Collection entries
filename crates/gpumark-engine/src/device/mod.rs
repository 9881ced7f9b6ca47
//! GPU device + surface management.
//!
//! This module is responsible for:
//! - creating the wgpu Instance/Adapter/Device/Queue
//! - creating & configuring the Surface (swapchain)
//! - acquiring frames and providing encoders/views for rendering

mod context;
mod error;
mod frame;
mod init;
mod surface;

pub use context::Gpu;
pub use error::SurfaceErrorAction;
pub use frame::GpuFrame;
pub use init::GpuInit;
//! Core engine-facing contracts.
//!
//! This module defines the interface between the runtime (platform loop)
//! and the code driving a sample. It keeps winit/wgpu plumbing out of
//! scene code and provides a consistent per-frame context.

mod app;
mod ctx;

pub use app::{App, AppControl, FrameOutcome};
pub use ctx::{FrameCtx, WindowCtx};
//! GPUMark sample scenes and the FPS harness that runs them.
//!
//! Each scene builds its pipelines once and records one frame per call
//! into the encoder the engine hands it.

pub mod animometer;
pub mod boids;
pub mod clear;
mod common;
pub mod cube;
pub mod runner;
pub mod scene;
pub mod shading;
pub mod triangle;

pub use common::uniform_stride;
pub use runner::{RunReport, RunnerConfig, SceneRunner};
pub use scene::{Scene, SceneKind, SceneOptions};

* * *

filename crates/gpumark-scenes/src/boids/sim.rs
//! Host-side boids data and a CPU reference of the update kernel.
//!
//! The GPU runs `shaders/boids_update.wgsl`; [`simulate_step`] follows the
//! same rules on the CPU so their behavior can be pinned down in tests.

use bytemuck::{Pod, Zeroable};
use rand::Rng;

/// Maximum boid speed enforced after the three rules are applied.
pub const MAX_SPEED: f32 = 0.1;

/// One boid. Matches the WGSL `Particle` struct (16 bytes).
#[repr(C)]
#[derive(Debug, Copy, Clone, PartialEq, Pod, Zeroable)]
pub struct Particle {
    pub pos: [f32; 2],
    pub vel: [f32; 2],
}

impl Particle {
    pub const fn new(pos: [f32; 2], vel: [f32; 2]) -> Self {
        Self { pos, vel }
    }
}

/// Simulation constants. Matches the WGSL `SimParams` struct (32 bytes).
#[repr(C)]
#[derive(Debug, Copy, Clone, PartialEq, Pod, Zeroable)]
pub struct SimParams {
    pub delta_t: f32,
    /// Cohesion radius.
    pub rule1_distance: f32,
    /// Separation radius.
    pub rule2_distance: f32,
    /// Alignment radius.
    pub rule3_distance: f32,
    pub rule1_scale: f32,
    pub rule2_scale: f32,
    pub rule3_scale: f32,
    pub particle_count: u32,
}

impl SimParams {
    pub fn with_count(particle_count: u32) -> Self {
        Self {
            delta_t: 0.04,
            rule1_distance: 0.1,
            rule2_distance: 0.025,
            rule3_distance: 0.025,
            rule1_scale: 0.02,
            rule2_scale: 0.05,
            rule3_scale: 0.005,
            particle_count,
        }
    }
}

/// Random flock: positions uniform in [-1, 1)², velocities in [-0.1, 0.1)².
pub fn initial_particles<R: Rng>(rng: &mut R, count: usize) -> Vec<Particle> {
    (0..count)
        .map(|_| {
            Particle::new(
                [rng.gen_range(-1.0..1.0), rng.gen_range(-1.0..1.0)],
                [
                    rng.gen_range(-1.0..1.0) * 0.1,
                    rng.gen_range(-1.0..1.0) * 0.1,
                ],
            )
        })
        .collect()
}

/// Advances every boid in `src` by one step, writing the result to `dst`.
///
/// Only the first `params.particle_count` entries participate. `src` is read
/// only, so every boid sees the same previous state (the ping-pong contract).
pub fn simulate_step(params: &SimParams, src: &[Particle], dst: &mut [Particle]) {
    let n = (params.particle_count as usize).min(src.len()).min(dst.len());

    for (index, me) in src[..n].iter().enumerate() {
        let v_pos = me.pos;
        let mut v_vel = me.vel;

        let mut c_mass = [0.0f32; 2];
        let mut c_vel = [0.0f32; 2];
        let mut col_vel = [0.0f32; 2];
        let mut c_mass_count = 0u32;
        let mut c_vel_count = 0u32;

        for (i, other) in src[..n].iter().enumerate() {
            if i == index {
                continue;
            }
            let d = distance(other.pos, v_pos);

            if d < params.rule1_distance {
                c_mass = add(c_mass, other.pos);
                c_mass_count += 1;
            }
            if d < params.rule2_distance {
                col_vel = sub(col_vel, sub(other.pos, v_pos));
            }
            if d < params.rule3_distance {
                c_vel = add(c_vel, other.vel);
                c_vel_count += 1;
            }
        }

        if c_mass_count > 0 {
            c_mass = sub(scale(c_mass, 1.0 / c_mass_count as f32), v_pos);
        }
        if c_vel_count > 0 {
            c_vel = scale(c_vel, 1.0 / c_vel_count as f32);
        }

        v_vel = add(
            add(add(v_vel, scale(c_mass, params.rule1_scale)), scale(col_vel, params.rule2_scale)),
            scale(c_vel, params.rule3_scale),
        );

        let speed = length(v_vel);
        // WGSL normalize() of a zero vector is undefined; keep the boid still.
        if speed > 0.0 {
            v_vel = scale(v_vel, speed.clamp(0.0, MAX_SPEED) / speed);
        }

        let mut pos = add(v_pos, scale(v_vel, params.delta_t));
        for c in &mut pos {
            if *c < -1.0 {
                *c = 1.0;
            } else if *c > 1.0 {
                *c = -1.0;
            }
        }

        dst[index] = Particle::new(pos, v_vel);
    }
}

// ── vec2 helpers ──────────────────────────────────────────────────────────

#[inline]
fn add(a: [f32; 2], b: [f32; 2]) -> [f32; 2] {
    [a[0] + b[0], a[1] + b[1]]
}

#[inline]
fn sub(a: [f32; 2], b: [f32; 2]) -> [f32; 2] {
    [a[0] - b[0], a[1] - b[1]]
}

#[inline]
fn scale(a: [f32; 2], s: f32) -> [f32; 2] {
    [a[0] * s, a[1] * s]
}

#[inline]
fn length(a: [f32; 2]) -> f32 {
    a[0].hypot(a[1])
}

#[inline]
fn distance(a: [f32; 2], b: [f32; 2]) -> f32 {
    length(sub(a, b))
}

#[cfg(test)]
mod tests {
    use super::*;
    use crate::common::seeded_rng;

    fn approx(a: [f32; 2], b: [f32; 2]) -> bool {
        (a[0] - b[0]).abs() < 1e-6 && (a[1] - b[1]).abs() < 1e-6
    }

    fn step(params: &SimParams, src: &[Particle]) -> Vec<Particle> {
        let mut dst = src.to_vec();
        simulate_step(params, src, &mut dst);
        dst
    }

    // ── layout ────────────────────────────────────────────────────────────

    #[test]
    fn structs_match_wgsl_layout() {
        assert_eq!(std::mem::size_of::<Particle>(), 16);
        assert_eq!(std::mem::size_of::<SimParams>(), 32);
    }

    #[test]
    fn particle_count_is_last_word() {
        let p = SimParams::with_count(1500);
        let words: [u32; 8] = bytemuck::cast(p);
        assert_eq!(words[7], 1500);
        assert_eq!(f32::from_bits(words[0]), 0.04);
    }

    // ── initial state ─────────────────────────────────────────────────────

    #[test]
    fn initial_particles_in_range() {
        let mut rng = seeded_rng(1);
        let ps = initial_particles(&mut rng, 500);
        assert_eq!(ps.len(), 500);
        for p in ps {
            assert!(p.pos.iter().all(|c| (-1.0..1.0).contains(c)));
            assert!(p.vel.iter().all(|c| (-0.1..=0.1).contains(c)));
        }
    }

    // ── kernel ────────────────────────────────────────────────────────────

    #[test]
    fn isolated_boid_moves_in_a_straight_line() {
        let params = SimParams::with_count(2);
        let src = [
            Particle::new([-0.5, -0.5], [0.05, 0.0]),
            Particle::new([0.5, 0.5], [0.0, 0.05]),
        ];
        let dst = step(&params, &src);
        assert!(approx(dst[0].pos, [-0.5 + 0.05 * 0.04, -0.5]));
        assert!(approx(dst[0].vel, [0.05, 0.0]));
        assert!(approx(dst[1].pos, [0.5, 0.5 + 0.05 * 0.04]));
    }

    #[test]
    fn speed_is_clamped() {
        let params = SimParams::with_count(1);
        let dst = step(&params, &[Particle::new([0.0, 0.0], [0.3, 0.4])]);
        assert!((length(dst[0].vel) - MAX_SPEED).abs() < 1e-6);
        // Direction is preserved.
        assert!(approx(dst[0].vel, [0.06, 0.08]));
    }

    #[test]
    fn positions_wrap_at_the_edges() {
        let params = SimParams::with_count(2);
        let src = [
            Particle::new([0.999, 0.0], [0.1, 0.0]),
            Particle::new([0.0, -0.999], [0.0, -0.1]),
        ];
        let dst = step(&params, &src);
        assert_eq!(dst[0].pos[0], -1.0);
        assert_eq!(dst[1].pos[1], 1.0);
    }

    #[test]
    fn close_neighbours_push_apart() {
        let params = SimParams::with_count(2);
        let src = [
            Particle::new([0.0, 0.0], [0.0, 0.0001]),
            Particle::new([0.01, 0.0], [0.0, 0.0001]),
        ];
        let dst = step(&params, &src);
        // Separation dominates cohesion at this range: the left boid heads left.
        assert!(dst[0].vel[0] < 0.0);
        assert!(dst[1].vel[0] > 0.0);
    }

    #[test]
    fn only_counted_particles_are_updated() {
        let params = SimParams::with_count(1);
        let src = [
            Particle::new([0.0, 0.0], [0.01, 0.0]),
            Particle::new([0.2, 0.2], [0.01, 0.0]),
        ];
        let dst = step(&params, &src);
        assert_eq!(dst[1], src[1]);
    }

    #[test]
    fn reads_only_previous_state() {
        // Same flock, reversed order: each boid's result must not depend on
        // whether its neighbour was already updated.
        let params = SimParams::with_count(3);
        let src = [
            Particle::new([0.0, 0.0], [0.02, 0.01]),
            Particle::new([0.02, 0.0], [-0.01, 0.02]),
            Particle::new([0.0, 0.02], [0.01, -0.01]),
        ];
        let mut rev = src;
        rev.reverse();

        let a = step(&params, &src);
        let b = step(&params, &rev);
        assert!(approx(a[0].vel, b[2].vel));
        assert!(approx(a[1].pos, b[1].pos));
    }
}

- [TASK PROMPT]
Every line above from the line with "engine hands it." to the line with "pub use common::uniform_stride;", inclusive, must be returned exactly; no other line belongs in the reply.

- [TASK SOLUTION]
//! into the encoder the engine hands it.

pub mod animometer;
pub mod boids;
pub mod clear;
mod common;
pub mod cube;
pub mod runner;
pub mod scene;
pub mod shading;
pub mod triangle;

pub use common::uniform_stride;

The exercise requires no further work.